• Exercise description
Go through the entries below and collect each line with the string "stored" in it.

• Records for the task
use std::{
    collections::BTreeMap,
    path::{Path, PathBuf},
};

use chrono::{DateTime, Utc};

use crate::foundation::error::{KinetypeError, KinetypeResult};

/// Key reserved for the server-generated timestamp.
pub const TIMESTAMP_KEY: &str = "timestamp";

/// Accepts flat answer records and persists them somewhere.
pub trait AnswerSink {
    /// Append `fields` with a freshly generated timestamp.
    fn submit(&mut self, fields: BTreeMap<String, String>) -> KinetypeResult<AnswerRecord>;
}

#[derive(Clone, Debug, PartialEq, Eq, serde::Serialize, serde::Deserialize)]
/// One stored submission.
pub struct AnswerRecord {
    pub timestamp: DateTime<Utc>,
    /// Submitted answers. Older files may hold `null` for unanswered questions.
    #[serde(flatten)]
    pub fields: BTreeMap<String, Option<String>>,
}

impl AnswerRecord {
    pub fn new(timestamp: DateTime<Utc>, fields: BTreeMap<String, String>) -> Self {
        Self {
            timestamp,
            fields: fields.into_iter().map(|(k, v)| (k, Some(v))).collect(),
        }
    }

    pub fn get(&self, key: &str) -> Option<&str> {
        self.fields.get(key)?.as_deref()
    }
}

#[derive(Clone, Debug, Default, PartialEq, Eq, serde::Serialize, serde::Deserialize)]
/// On-disk document: `{ "answers": [ ... ] }`.
pub struct AnswerLog {
    #[serde(default)]
    pub answers: Vec<AnswerRecord>,
}

/// Parse a submission body: a flat JSON object of strings.
///
/// `null` values are dropped. Any other non-string value, or the reserved `timestamp` key,
/// is rejected.
pub fn parse_submission(body: &str) -> KinetypeResult<BTreeMap<String, String>> {
    let value: serde_json::Value = serde_json::from_str(body)?;
    let serde_json::Value::Object(map) = value else {
        return Err(KinetypeError::validation(
            "submission must be a JSON object",
        ));
    };

    let mut fields = BTreeMap::new();
    for (key, value) in map {
        if key == TIMESTAMP_KEY {
            return Err(KinetypeError::validation(
                "submission must not set 'timestamp'",
            ));
        }
        match value {
            serde_json::Value::Null => {}
            serde_json::Value::String(s) => {
                fields.insert(key, s);
            }
            other => {
                return Err(KinetypeError::validation(format!(
                    "field '{key}' must be a string, got {other}"
                )));
            }
        }
    }
    Ok(fields)
}

/// Answer log persisted as pretty-printed JSON.
///
/// Every submission rereads the file, appends, and rewrites it whole.
#[derive(Clone, Debug)]
pub struct JsonFileAnswerStore {
    path: PathBuf,
}

impl JsonFileAnswerStore {
    pub fn new(path: impl Into<PathBuf>) -> Self {
        Self { path: path.into() }
    }

    pub fn path(&self) -> &Path {
        &self.path
    }

    /// Current log; a missing file is an empty log.
    pub fn load(&self) -> KinetypeResult<AnswerLog> {
        let text = match std::fs::read_to_string(&self.path) {
            Ok(t) => t,
            Err(err) if err.kind() == std::io::ErrorKind::NotFound => {
                return Ok(AnswerLog::default());
            }
            Err(err) => {
                return Err(KinetypeError::store(format!(
                    "read '{}': {err}",
                    self.path.display()
                )));
            }
        };
        serde_json::from_str(&text).map_err(|err| {
            KinetypeError::store(format!("parse '{}': {err}", self.path.display()))
        })
    }

    pub fn list(&self) -> KinetypeResult<Vec<AnswerRecord>> {
        Ok(self.load()?.answers)
    }

    /// Append with an explicit timestamp.
    #[tracing::instrument(skip(self, fields), fields(path = %self.path.display()))]
    pub fn submit_at(
        &mut self,
        fields: BTreeMap<String, String>,
        timestamp: DateTime<Utc>,
    ) -> KinetypeResult<AnswerRecord> {
        if fields.contains_key(TIMESTAMP_KEY) {
            return Err(KinetypeError::validation(
                "answer fields must not set 'timestamp'",
            ));
        }
        let mut log = self.load()?;
        let record = AnswerRecord::new(timestamp, fields);
        log.answers.push(record.clone());
        self.write(&log)?;
        tracing::info!(count = log.answers.len(), "answer stored");
        Ok(record)
    }

    fn write(&self, log: &AnswerLog) -> KinetypeResult<()> {
        if let Some(dir) = self.path.parent()
            && !dir.as_os_str().is_empty()
        {
            std::fs::create_dir_all(dir).map_err(|err| {
                KinetypeError::store(format!("create '{}': {err}", dir.display()))
            })?;
        }
        let json = serde_json::to_string_pretty(log)?;
        std::fs::write(&self.path, json).map_err(|err| {
            KinetypeError::store(format!("write '{}': {err}", self.path.display()))
        })
    }
}

impl AnswerSink for JsonFileAnswerStore {
    fn submit(&mut self, fields: BTreeMap<String, String>) -> KinetypeResult<AnswerRecord> {
        self.submit_at(fields, Utc::now())
    }
}

#[cfg(test)]
#[path = "../../tests/unit/answers/store.rs"]
mod tests;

• Exercise solution
/// One stored submission.
        tracing::info!(count = log.answers.len(), "answer stored");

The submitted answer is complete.